(Collected data)

------------------------------

/// Query listing every replicated table, every known replica and whether it is active.
pub const REPLICA_STATE_QUERY: &str =
    "SELECT database, table, replica_name, replica_is_active FROM system.replicas;";

/// Row-returning access to the database.
#[async_trait]
pub trait Querier: Send + Sync {
    /// Runs `query` and returns each result row as a JSON object keyed by column name.
    async fn select_rows(
        &self,
        ctx: &OperationContext,
        query: &str,
    ) -> std::result::Result<Vec<serde_json::Value>, BoxError>;
}

/// Produces a shard determination for the current point in time.
#[async_trait]
pub trait BackupSharder: Send + Sync {
    async fn determine_shards(&self, ctx: &OperationContext) -> Result<ShardDetermination>;
}

/// Obtains a shard determination by examining local replica state.
#[derive(Clone)]
pub struct ReplicaDeterminer {
    querier: Arc<dyn Querier>,
    shard_func: Arc<dyn ShardFunc>,
}

impl ReplicaDeterminer {
    pub fn new(querier: Arc<dyn Querier>, shard_func: impl ShardFunc + 'static) -> Self {
        Self {
            querier,
            shard_func: Arc::new(shard_func),
        }
    }

    /// Determiner using [`FnvHashModShardFunc`].
    pub fn fnv_hash_mod(querier: Arc<dyn Querier>) -> Self {
        Self::new(querier, FnvHashModShardFunc)
    }

    /// Obtains the local replication state through a single query to `system.replicas`.
    pub async fn get_replica_state(
        &self,
        ctx: &OperationContext,
    ) -> Result<Vec<TableReplicaMetadata>> {
        let rows = ctx
            .run(self.querier.select_rows(ctx, REPLICA_STATE_QUERY))
            .await
            .map_err(ShardError::replica_state)?
            .map_err(ShardError::replica_state)?;

        rows.into_iter()
            .map(|row| serde_json::from_value(row).map_err(ShardError::replica_state))
            .collect()
    }
}

#[async_trait]
impl BackupSharder for ReplicaDeterminer {
    async fn determine_shards(&self, ctx: &OperationContext) -> Result<ShardDetermination> {
        let metadata = self.get_replica_state(ctx).await?;

        let mut determination = ShardDetermination::default();
        for entry in &metadata {
            let in_shard = self.shard_func.assign(entry)?;
            let full_name = entry.full_name();
            if let Some(previous) = determination.insert(full_name.clone(), in_shard) {
                warn!(
                    table = %full_name,
                    previous,
                    current = in_shard,
                    "duplicate replica state row, keeping the later one"
                );
            }
        }

        let summary = determination.summary();
        debug!(
            rows = metadata.len(),
            full = summary.full,
            schema_only = summary.schema_only,
            "determined backup shards"
        );
        Ok(determination)
    }
}
use crate::core::{OperationContext, Result, ShardError};
use serde::{Deserialize, Serialize};
use std::path::Path;
use std::time::Duration;
use tokio_util::sync::CancellationToken;

/// Backup sharding configuration
///
/// Loaded from a top-level JSON object, or assembled with the builder methods.
#[derive(Debug, Clone, Default, PartialEq, Eq, Serialize, Deserialize)]
#[serde(default)]
pub struct BackupConfig {
    /// Split full-backup duty across replicas instead of backing up every table everywhere
    pub sharded_operation: bool,

    /// Upper bound for each server call (version lookup, replica state query)
    pub query_timeout_secs: Option<u64>,
}

impl BackupConfig {
    /// Create a configuration with sharding disabled
    pub fn new() -> Self {
        Self::default()
    }

    /// Enable or disable sharded operation
    pub fn sharded_operation(mut self, enabled: bool) -> Self {
        self.sharded_operation = enabled;
        self
    }

    /// Set the per-call query timeout
    pub fn query_timeout(mut self, timeout: Duration) -> Self {
        self.query_timeout_secs = Some(timeout.as_secs());
        self
    }

    pub fn query_timeout_duration(&self) -> Option<Duration> {
        self.query_timeout_secs.map(Duration::from_secs)
    }

    /// Validate configuration
    pub fn validate(&self) -> Result<()> {
        if self.query_timeout_secs == Some(0) {
            return Err(ShardError::InvalidConfig(
                "query_timeout_secs must be > 0".to_string(),
            ));
        }
        Ok(())
    }

    /// Parse and validate a JSON document
    pub fn from_json_str(json: &str) -> Result<Self> {
        let config: Self = serde_json::from_str(json)
            .map_err(|e| ShardError::InvalidConfig(format!("malformed config: {}", e)))?;
        config.validate()?;
        Ok(config)
    }

    /// Read, parse and validate a JSON config file
    pub fn from_file(path: impl AsRef<Path>) -> Result<Self> {
        let path = path.as_ref();
        let raw = std::fs::read_to_string(path).map_err(|e| {
            ShardError::InvalidConfig(format!("cannot read {}: {}", path.display(), e))
        })?;
        Self::from_json_str(&raw)
    }

    /// Execution context cancelled through `cancel` and carrying the configured timeout
    pub fn operation_context(&self, cancel: CancellationToken) -> OperationContext {
        let ctx = OperationContext::with_cancellation(cancel);
        match self.query_timeout_duration() {
            Some(timeout) => ctx.with_timeout(timeout),
            None => ctx,
        }
    }
}

#[cfg(test)]
mod tests {
    use super::*;
    use std::io::Write;

    #[test]
    fn test_default_config() {
        let config = BackupConfig::default();
        assert!(!config.sharded_operation);
        assert_eq!(config.query_timeout_duration(), None);
        assert!(config.validate().is_ok());
    }

    #[test]
    fn test_builder_pattern() {
        let config = BackupConfig::new()
            .sharded_operation(true)
            .query_timeout(Duration::from_secs(30));

        assert!(config.sharded_operation);
        assert_eq!(config.query_timeout_secs, Some(30));
        assert_eq!(
            config.operation_context(CancellationToken::new()).timeout(),
            Some(Duration::from_secs(30))
        );
    }

    #[test]
    fn test_operation_context_follows_token() {
        let shutdown = CancellationToken::new();
        let ctx = BackupConfig::default().operation_context(shutdown.clone());
        assert_eq!(ctx.timeout(), None);
        assert!(!ctx.is_cancelled());

        shutdown.cancel();
        assert!(ctx.is_cancelled());
    }

    #[test]
    fn test_from_json_str() {
        let config = BackupConfig::from_json_str(r#"{"sharded_operation": true}"#).unwrap();
        assert!(config.sharded_operation);
        assert_eq!(config.query_timeout_secs, None);

        let empty = BackupConfig::from_json_str("{}").unwrap();
        assert_eq!(empty, BackupConfig::default());
    }

    #[test]
    fn test_validate() {
        let invalid = BackupConfig::from_json_str(r#"{"query_timeout_secs": 0}"#);
        assert!(matches!(invalid, Err(ShardError::InvalidConfig(_))));

        let malformed = BackupConfig::from_json_str(r#"{"sharded_operation": "yes"}"#);
        assert!(matches!(malformed, Err(ShardError::InvalidConfig(_))));
    }

    #[test]
    fn test_from_file() {
        let mut file = tempfile::NamedTempFile::new().unwrap();
        write!(file, r#"{{"sharded_operation": true, "query_timeout_secs": 5}}"#).unwrap();

        let config = BackupConfig::from_file(file.path()).unwrap();
        assert!(config.sharded_operation);
        assert_eq!(config.query_timeout_duration(), Some(Duration::from_secs(5)));

        let missing = BackupConfig::from_file(file.path().with_extension("missing"));
        assert!(matches!(missing, Err(ShardError::InvalidConfig(_))));
    }
}
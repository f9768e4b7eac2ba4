/// Which tables the local replica backs up in full, keyed by `database.table`.
///
/// Built once per backup run and read-only afterwards.
#[derive(Debug, Clone, Default, PartialEq, Eq, Serialize)]
#[serde(transparent)]
pub struct ShardDetermination {
    entries: BTreeMap<String, bool>,
}

/// Counts of tables by assignment.
#[derive(Debug, Clone, Copy, Default, PartialEq, Eq, Serialize)]
pub struct ShardSummary {
    pub full: usize,
    pub schema_only: usize,
}

impl ShardDetermination {
    /// Builds a determination from `(database.table, in_shard)` pairs.
    pub fn from_entries<I, K>(entries: I) -> Self
    where
        I: IntoIterator<Item = (K, bool)>,
        K: Into<String>,
    {
        entries.into_iter().collect()
    }

    /// Returns whether the given table is within the local backup shard.
    ///
    /// A table with no entry is an error, never a default: the caller cannot prove
    /// another replica covers it.
    pub fn in_shard(&self, database: &str, table: &str) -> Result<bool> {
        let full_name = qualified_name(database, table);
        match self.entries.get(&full_name) {
            Some(in_shard) => Ok(*in_shard),
            None => Err(ShardError::UnknownBackupShard { table: full_name }),
        }
    }

    pub fn len(&self) -> usize {
        self.entries.len()
    }

    pub fn is_empty(&self) -> bool {
        self.entries.is_empty()
    }

    /// Iterates entries in qualified-name order.
    pub fn iter(&self) -> impl Iterator<Item = (&str, bool)> {
        self.entries
            .iter()
            .map(|(name, in_shard)| (name.as_str(), *in_shard))
    }

    pub fn summary(&self) -> ShardSummary {
        let full = self.entries.values().filter(|in_shard| **in_shard).count();
        ShardSummary {
            full,
            schema_only: self.entries.len() - full,
        }
    }

    fn insert(&mut self, full_name: String, in_shard: bool) -> Option<bool> {
        self.entries.insert(full_name, in_shard)
    }
}

impl<K: Into<String>> FromIterator<(K, bool)> for ShardDetermination {
    fn from_iter<I: IntoIterator<Item = (K, bool)>>(iter: I) -> Self {
        Self {
            entries: iter
                .into_iter()
                .map(|(name, in_shard)| (name.into(), in_shard))
                .collect(),
        }
    }
}
use crate::core::{BoxError, OperationContext, Result, ShardError};
use async_trait::async_trait;
use std::fmt;
use std::str::FromStr;
use std::sync::atomic::{AtomicUsize, Ordering};
use thiserror::Error;

/// Lowest server version (encoded as `major * 1_000_000 + minor * 1_000 + patch`)
/// whose `system.replicas` view is reliable enough for sharded operation.
pub const MIN_VERSION_SHARD_OP: i64 = 21_000_000;

/// Source of the cluster server version.
#[async_trait]
pub trait Versioner: Send + Sync {
    /// Returns the server version in its comparable integer encoding.
    async fn get_version(&self, ctx: &OperationContext) -> std::result::Result<i64, BoxError>;
}

/// Checks whether sharded backup creation is supported by the server.
///
/// A failing version lookup is returned as [`ShardError::VersionRetrieval`] carrying the
/// accessor's own error; a version below [`MIN_VERSION_SHARD_OP`] yields
/// [`ShardError::ShardOperationVersion`].
pub async fn can_shard_operation(ctx: &OperationContext, versioner: &dyn Versioner) -> Result<()> {
    let version = ctx
        .run(versioner.get_version(ctx))
        .await?
        .map_err(ShardError::VersionRetrieval)?;
    if version < MIN_VERSION_SHARD_OP {
        return Err(ShardError::ShardOperationVersion {
            version,
            minimum: MIN_VERSION_SHARD_OP,
        });
    }
    Ok(())
}

/// A dotted server version such as `21.8.3.44`.
#[derive(Debug, Clone, Copy, PartialEq, Eq, PartialOrd, Ord)]
pub struct ServerVersion {
    pub major: u32,
    pub minor: u32,
    pub patch: u32,
}

impl ServerVersion {
    pub fn new(major: u32, minor: u32, patch: u32) -> Self {
        Self {
            major,
            minor,
            patch,
        }
    }

    /// Parses `major.minor[.patch[.build]]`; the build component is ignored.
    pub fn parse(version: &str) -> Result<Self> {
        let version = version.trim();
        let invalid = || ShardError::InvalidVersion(version.to_string());

        let parts: Vec<&str> = version.split('.').collect();
        if parts.len() < 2 || parts.len() > 4 {
            return Err(invalid());
        }

        let mut numbers = [0u32; 3];
        for (slot, part) in numbers.iter_mut().zip(parts.iter()) {
            *slot = part.parse().map_err(|_| invalid())?;
        }
        if let Some(build) = parts.get(3) {
            build.parse::<u64>().map_err(|_| invalid())?;
        }
        if numbers[1] >= 1_000 || numbers[2] >= 1_000 {
            return Err(invalid());
        }

        Ok(Self::new(numbers[0], numbers[1], numbers[2]))
    }

    /// Integer encoding compared against [`MIN_VERSION_SHARD_OP`].
    pub fn as_int(&self) -> i64 {
        self.major as i64 * 1_000_000 + self.minor as i64 * 1_000 + self.patch as i64
    }
}

impl FromStr for ServerVersion {
    type Err = ShardError;

    fn from_str(s: &str) -> Result<Self> {
        Self::parse(s)
    }
}

impl fmt::Display for ServerVersion {
    fn fmt(&self, f: &mut fmt::Formatter<'_>) -> fmt::Result {
        write!(f, "{}.{}.{}", self.major, self.minor, self.patch)
    }
}

#[derive(Error, Debug, Clone, PartialEq, Eq)]
#[error("static version lookup failed: {0}")]
pub struct StaticVersionError(pub String);

/// A [`Versioner`] answering from a fixed value, for offline planning and tests.
#[derive(Debug, Default)]
pub struct StaticVersioner {
    version: i64,
    failure: Option<String>,
    calls: AtomicUsize,
}

impl StaticVersioner {
    pub fn new(version: i64) -> Self {
        Self {
            version,
            ..Self::default()
        }
    }

    /// A versioner whose every lookup fails with [`StaticVersionError`].
    pub fn failing(message: impl Into<String>) -> Self {
        Self {
            failure: Some(message.into()),
            ..Self::default()
        }
    }

    /// Number of lookups served so far.
    pub fn calls(&self) -> usize {
        self.calls.load(Ordering::SeqCst)
    }
}

impl From<ServerVersion> for StaticVersioner {
    fn from(version: ServerVersion) -> Self {
        Self::new(version.as_int())
    }
}

#[async_trait]
impl Versioner for StaticVersioner {
    async fn get_version(&self, _ctx: &OperationContext) -> std::result::Result<i64, BoxError> {
        self.calls.fetch_add(1, Ordering::SeqCst);
        match &self.failure {
            Some(message) => Err(Box::new(StaticVersionError(message.clone()))),
            None => Ok(self.version),
        }
    }
}

#[cfg(test)]
mod tests {
    use super::*;

    #[tokio::test]
    async fn test_version_retrieval_error_passes_through() {
        let ctx = OperationContext::new();
        let versioner = StaticVersioner::failing("server gone");
        let err = can_shard_operation(&ctx, &versioner).await.unwrap_err();
        match err {
            ShardError::VersionRetrieval(inner) => {
                let inner = inner.downcast_ref::<StaticVersionError>().unwrap();
                assert_eq!(inner, &StaticVersionError("server gone".to_string()));
            }
            other => panic!("expected VersionRetrieval, got {other:?}"),
        }
    }

    #[tokio::test]
    async fn test_version_threshold() {
        let ctx = OperationContext::new();
        for version in [-1, 0, 20_012_999, MIN_VERSION_SHARD_OP - 1] {
            let err = can_shard_operation(&ctx, &StaticVersioner::new(version))
                .await
                .unwrap_err();
            assert!(matches!(
                err,
                ShardError::ShardOperationVersion { version: v, minimum: MIN_VERSION_SHARD_OP } if v == version
            ));
        }
        for version in [MIN_VERSION_SHARD_OP, 21_008_003, 24_003_001] {
            can_shard_operation(&ctx, &StaticVersioner::new(version))
                .await
                .unwrap();
        }
    }

    #[tokio::test]
    async fn test_cancelled_context_skips_lookup() {
        let ctx = OperationContext::new();
        ctx.cancel();
        let versioner = StaticVersioner::new(MIN_VERSION_SHARD_OP);
        let err = can_shard_operation(&ctx, &versioner).await.unwrap_err();
        assert!(err.is_cancelled());
        assert_eq!(versioner.calls(), 0);
    }

    #[test]
    fn test_parse_server_version() {
        let version = ServerVersion::parse("21.8.3.44").unwrap();
        assert_eq!(version, ServerVersion::new(21, 8, 3));
        assert_eq!(version.as_int(), 21_008_003);
        assert_eq!(version.to_string(), "21.8.3");

        assert_eq!("20.3".parse::<ServerVersion>().unwrap().as_int(), 20_003_000);
        assert!(ServerVersion::parse("21.1").unwrap().as_int() >= MIN_VERSION_SHARD_OP);
    }

    #[test]
    fn test_parse_rejects_malformed() {
        for input in ["", "21", "v21.8", "21.x.1", "21.1000.0", "21.8.3.44.1", "21.8.3.b"] {
            assert!(
                matches!(ServerVersion::parse(input), Err(ShardError::InvalidVersion(_))),
                "{input} should be rejected"
            );
        }
    }
}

------------------------------

ASSIGNMENT | Tally every line of the data that includes "Copy". Report the number and nothing more.

WRITTEN SOLUTION | 2